**ABOUT THIS TASK**
Scan the records below for the string "stats" and return every line where it appears.

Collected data
#[cfg(test)]
mod tests {
    use super::*;
    use crate::config::PacketBufferConfig;
    use crate::dependency_descriptor::{
        DecodeTargetIndication::*, FrameDependencyTemplate, RenderResolution,
    };
    use crate::environment::SimulatedClock;
    use std::sync::Arc;

    const KEY_FIRST: u8 = 0x03;
    const DELTA_FIRST: u8 = 0x02;

    fn create_assembler(config: AssemblerConfig) -> FrameAssembler {
        let env = Environment::new(Arc::new(SimulatedClock::new(1_000)));
        FrameAssembler::new(&env, config).unwrap()
    }

    fn generic_packet(seq_num: u16, timestamp: u32, flags: u8, data: &[u8]) -> RtpPacketReceived {
        let mut payload = vec![flags];
        payload.extend_from_slice(data);
        RtpPacketReceived::new(seq_num, timestamp, true, payload)
    }

    fn l1t2_structure() -> FrameDependencyStructure {
        FrameDependencyStructure {
            structure_id: 0,
            num_decode_targets: 2,
            num_chains: 1,
            decode_target_protected_by_chain: vec![0, 0],
            resolutions: vec![RenderResolution {
                width: 320,
                height: 180,
            }],
            templates: vec![
                FrameDependencyTemplate::new(0, 0)
                    .with_dtis(&[Switch, Switch])
                    .with_chain_diffs(&[0]),
                FrameDependencyTemplate::new(0, 0)
                    .with_dtis(&[Switch, Switch])
                    .with_frame_diffs(&[2])
                    .with_chain_diffs(&[2]),
                FrameDependencyTemplate::new(0, 1)
                    .with_dtis(&[NotPresent, Discardable])
                    .with_frame_diffs(&[1])
                    .with_chain_diffs(&[1]),
            ],
        }
    }

    fn dd_packet(
        seq_num: u16,
        frame_number: u16,
        template: usize,
        attach_structure: bool,
    ) -> RtpPacketReceived {
        let structure = l1t2_structure();
        let descriptor = DependencyDescriptor {
            first_packet_in_frame: true,
            last_packet_in_frame: true,
            frame_number,
            frame_dependencies: structure.templates[template].clone(),
            attached_structure: attach_structure.then(|| structure.clone()),
            ..Default::default()
        };
        let extension = descriptor.write(&structure).unwrap();
        RtpPacketReceived::new(seq_num, u32::from(frame_number) * 3000, true, vec![0xaa, 0xbb])
            .with_extension(RtpExtension::DependencyDescriptor, extension)
    }

    #[test]
    fn test_rejects_invalid_config() {
        let env = Environment::default();
        let mut config = AssemblerConfig::default();
        config.packet_buffer.start_size = 100;
        assert!(matches!(
            FrameAssembler::new(&env, config),
            Err(RtpError::InvalidConfig(_))
        ));
    }

    #[test]
    fn test_single_packet_key_frame() {
        let mut assembler = create_assembler(AssemblerConfig::default());
        let frames = assembler.insert_packet(&generic_packet(10, 90_000, KEY_FIRST, b"key"));
        assert_eq!(frames.len(), 1);
        assert!(frames[0].is_keyframe());
        assert_eq!(frames[0].data, b"key".to_vec());
        assert_eq!(frames[0].id, 10);
        assert!(frames[0].references.is_empty());
        assert_eq!(assembler.last_received_packet_ms(), Some(1_000));
    }

    #[test]
    fn test_multi_packet_frame_is_concatenated() {
        let mut assembler = create_assembler(AssemblerConfig::default());
        let first = RtpPacketReceived::new(1, 0, false, vec![KEY_FIRST, b'a', b'b']);
        let second = RtpPacketReceived::new(2, 0, true, vec![0x00, b'c', b'd']);

        assert!(assembler.insert_packet(&second).is_empty());
        let frames = assembler.insert_packet(&first);
        assert_eq!(frames.len(), 1);
        assert_eq!(frames[0].data, b"abcd".to_vec());
        assert_eq!(frames[0].first_seq_num, 1);
        assert_eq!(frames[0].last_seq_num, 2);
    }

    #[test]
    fn test_malformed_payload_is_counted() {
        let mut assembler = create_assembler(AssemblerConfig::for_codec(VideoCodec::Vp8));
        // X bit set but the extension byte is missing
        let packet = RtpPacketReceived::new(1, 0, true, vec![0x80]);
        assert!(assembler.insert_packet(&packet).is_empty());
        assert_eq!(assembler.statistics().malformed_packets, 1);
    }

    #[test]
    fn test_empty_payload_takes_padding_path() {
        let mut assembler = create_assembler(AssemblerConfig::default());
        assert!(assembler
            .insert_packet(&RtpPacketReceived::new(5, 0, false, Vec::new()))
            .is_empty());
        let stats = assembler.statistics();
        assert_eq!(stats.packets_received, 1);
        assert_eq!(stats.padding_packets, 1);
    }

    #[test]
    fn test_buffer_clear_requests_key_frame() {
        let config = AssemblerConfig {
            packet_buffer: PacketBufferConfig {
                start_size: 16,
                max_size: 16,
            },
            ..Default::default()
        };
        let mut assembler = create_assembler(config);
        let first = RtpPacketReceived::new(0, 0, false, vec![KEY_FIRST, 1]);
        let colliding = RtpPacketReceived::new(16, 100, false, vec![KEY_FIRST, 2]);
        assert!(assembler.insert_packet(&first).is_empty());
        assert!(assembler.insert_packet(&colliding).is_empty());

        assert!(assembler.take_keyframe_request());
        assert!(!assembler.take_keyframe_request());
        assert_eq!(assembler.statistics().buffer_clears, 1);
    }

    #[test]
    fn test_dependency_descriptor_frames() {
        let mut assembler = create_assembler(AssemblerConfig::for_codec(VideoCodec::Raw));

        let key = assembler.insert_packet(&dd_packet(100, 1, 0, true));
        assert_eq!(key.len(), 1);
        assert_eq!(key[0].id, 1);
        assert!(key[0].is_keyframe());
        assert_eq!((key[0].width(), key[0].height()), (320, 180));

        let delta = assembler.insert_packet(&dd_packet(101, 3, 1, false));
        assert_eq!(delta.len(), 1);
        assert_eq!(delta[0].id, 3);
        assert_eq!(delta[0].references, vec![1]);

        let upper = assembler.insert_packet(&dd_packet(102, 2, 2, false));
        assert_eq!(upper.len(), 1);
        assert_eq!(upper[0].id, 2);
        assert_eq!(upper[0].temporal_index, 1);
        assert_eq!(upper[0].references, vec![1]);
    }

    #[test]
    fn test_dependency_descriptor_without_structure_is_dropped() {
        let mut assembler = create_assembler(AssemblerConfig::for_codec(VideoCodec::Raw));
        assert!(assembler.insert_packet(&dd_packet(100, 3, 1, false)).is_empty());
        assert_eq!(assembler.statistics().malformed_extensions, 1);
    }

    #[test]
    fn test_stale_structure_is_rejected() {
        let mut assembler = create_assembler(AssemblerConfig::for_codec(VideoCodec::Raw));
        assert_eq!(assembler.insert_packet(&dd_packet(100, 5, 0, true)).len(), 1);
        assert!(assembler.insert_packet(&dd_packet(99, 3, 0, true)).is_empty());
        assert_eq!(assembler.statistics().stale_structures, 1);

        // The accepted structure still parses later frames.
        let delta = assembler.insert_packet(&dd_packet(101, 7, 1, false));
        assert_eq!(delta.len(), 1);
        assert_eq!(delta[0].references, vec![5]);
    }

    #[test]
    fn test_structure_on_non_first_packet_is_rejected() {
        let mut assembler = create_assembler(AssemblerConfig::for_codec(VideoCodec::Raw));
        assert_eq!(assembler.insert_packet(&dd_packet(100, 1, 0, true)).len(), 1);

        let structure = l1t2_structure();
        let descriptor = DependencyDescriptor {
            first_packet_in_frame: false,
            last_packet_in_frame: true,
            frame_number: 2,
            frame_dependencies: structure.templates[2].clone(),
            attached_structure: Some(structure.clone()),
            ..Default::default()
        };
        let packet = RtpPacketReceived::new(101, 6000, true, vec![0xcc]).with_extension(
            RtpExtension::DependencyDescriptor,
            descriptor.write(&structure).unwrap(),
        );
        assert!(assembler.insert_packet(&packet).is_empty());
        assert_eq!(assembler.statistics().malformed_extensions, 1);

        // Frame 1 still anchors the structure used to parse later frames.
        let delta = assembler.insert_packet(&dd_packet(102, 3, 1, false));
        assert_eq!(delta.len(), 1);
        assert_eq!(delta[0].id, 3);
        assert_eq!(delta[0].references, vec![1]);
    }

    #[test]
    fn test_padding_after_dropped_packet_across_rollover() {
        let mut assembler = create_assembler(AssemblerConfig::default());
        // Extended header flag without the picture id bytes.
        let malformed = RtpPacketReceived::new(65535, 0, true, vec![0x04]);
        assert!(assembler.insert_packet(&malformed).is_empty());
        assert_eq!(assembler.statistics().malformed_packets, 1);

        let key = assembler.insert_packet(&generic_packet(0, 0, KEY_FIRST, b"k"));
        assert_eq!(key.len(), 1);
        assert!(assembler
            .insert_packet(&generic_packet(2, 6000, DELTA_FIRST, b"d"))
            .is_empty());
        assert_eq!(assembler.num_pending_frames(), 1);

        let frames = assembler.insert_packet(&RtpPacketReceived::new(1, 0, false, Vec::new()));
        assert_eq!(frames.len(), 1);
        assert_eq!(frames[0].id, key[0].id + 2);
        assert_eq!(frames[0].references, vec![key[0].id]);
        assert_eq!(assembler.num_pending_frames(), 0);
    }

    #[test]
    fn test_generic_frame_descriptor_frames() {
        let mut assembler = create_assembler(AssemblerConfig::for_codec(VideoCodec::Raw));
        let key = GenericFrameDescriptor {
            first_packet_in_subframe: true,
            last_packet_in_subframe: true,
            spatial_layers_bitmask: 0b1,
            frame_id: 40,
            width: 640,
            height: 480,
            ..Default::default()
        };
        let delta = GenericFrameDescriptor {
            frame_id: 41,
            frame_dependency_diffs: vec![1],
            width: 0,
            height: 0,
            ..key.clone()
        };

        let packet = RtpPacketReceived::new(7, 0, false, vec![1, 2, 3])
            .with_extension(RtpExtension::GenericFrameDescriptor00, key.write().unwrap());
        let frames = assembler.insert_packet(&packet);
        assert_eq!(frames.len(), 1);
        assert_eq!(frames[0].id, 40);
        assert!(frames[0].is_keyframe());
        assert_eq!(frames[0].width(), 640);

        let packet = RtpPacketReceived::new(8, 3000, false, vec![4, 5])
            .with_extension(RtpExtension::GenericFrameDescriptor00, delta.write().unwrap());
        let frames = assembler.insert_packet(&packet);
        assert_eq!(frames.len(), 1);
        assert_eq!(frames[0].id, 41);
        assert_eq!(frames[0].references, vec![40]);
        assert!(!frames[0].is_keyframe());
    }

    #[test]
    fn test_clear_to_drops_older_frames() {
        let mut assembler = create_assembler(AssemblerConfig::default());
        assert_eq!(
            assembler
                .insert_packet(&generic_packet(1, 0, KEY_FIRST, b"k"))
                .len(),
            1
        );
        assembler.clear_to(1);

        // A late packet at or before the cleared frame never produces a frame.
        assert!(assembler
            .insert_packet(&generic_packet(0, 0, KEY_FIRST, b"old"))
            .is_empty());

        let frames = assembler.insert_packet(&generic_packet(2, 3000, DELTA_FIRST, b"d"));
        assert_eq!(frames.len(), 1);
        assert_eq!(frames[0].references, vec![1]);
    }

    #[test]
    fn test_frame_id_mappings_are_bounded() {
        let config = AssemblerConfig {
            max_frame_id_mappings: 2,
            ..Default::default()
        };
        let mut assembler = create_assembler(config);
        for seq_num in 0..5u16 {
            let frames = assembler.insert_packet(&generic_packet(
                seq_num,
                u32::from(seq_num) * 3000,
                KEY_FIRST,
                b"k",
            ));
            assert_eq!(frames.len(), 1);
        }
        assert_eq!(assembler.frame_id_to_seq_num.len(), 2);
        assert_eq!(assembler.frame_id_to_seq_num.front(), Some(&(3, 3)));
    }

    #[test]
    fn test_spatial_index_from_bitmask() {
        assert_eq!(spatial_index(0), 0);
        assert_eq!(spatial_index(0b1), 0);
        assert_eq!(spatial_index(0b100), 2);
    }
}
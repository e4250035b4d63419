/*
 * Copyright 2025 Security Union LLC
 *
 * Licensed under either of
 *
 * * Apache License, Version 2.0
 *   (http://www.apache.org/licenses/LICENSE-2.0)
 * * MIT license
 *   (http://opensource.org/licenses/MIT)
 *
 * at your option.
 *
 * Unless you explicitly state otherwise, any contribution intentionally
 * submitted for inclusion in the work by you, as defined in the Apache-2.0
 * license, shall be dual licensed as above, without any additional terms or
 * conditions.
 */

use crate::frame::FrameType;
use crate::rtp_packet::RtpPacketReceived;
use crate::video_header::VideoHeader;

/// A depacketized RTP packet waiting in a packet buffer.
#[derive(Debug, Clone, PartialEq, Eq)]
pub struct Packet {
    /// RTP sequence number as received
    pub seq_num: u16,
    /// Sequence number in the unwrapped space, assigned on buffer insertion
    pub unwrapped_seq_num: i64,
    /// RTP timestamp, equal for every packet of a frame
    pub timestamp: u32,
    pub marker_bit: bool,
    pub payload_type: u8,
    pub video_header: VideoHeader,
    /// Media payload as returned by the depacketizer
    pub payload: Vec<u8>,
}

impl Packet {
    pub fn new(
        rtp_packet: &RtpPacketReceived,
        video_header: VideoHeader,
        payload: Vec<u8>,
    ) -> Self {
        Self {
            seq_num: rtp_packet.sequence_number(),
            unwrapped_seq_num: i64::from(rtp_packet.sequence_number()),
            timestamp: rtp_packet.timestamp(),
            marker_bit: rtp_packet.marker(),
            payload_type: rtp_packet.payload_type(),
            video_header,
            payload,
        }
    }

    pub fn is_first_packet_in_frame(&self) -> bool {
        self.video_header.is_first_packet_in_frame
    }

    pub fn is_last_packet_in_frame(&self) -> bool {
        self.video_header.is_last_packet_in_frame
    }

    pub fn is_keyframe(&self) -> bool {
        self.video_header.frame_type == FrameType::KeyFrame
    }

    pub fn payload_size(&self) -> usize {
        self.payload.len()
    }
}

**SOLUTION TO THE EXERCISE**
        let stats = assembler.statistics();
        assert_eq!(stats.packets_received, 1);
        assert_eq!(stats.padding_packets, 1);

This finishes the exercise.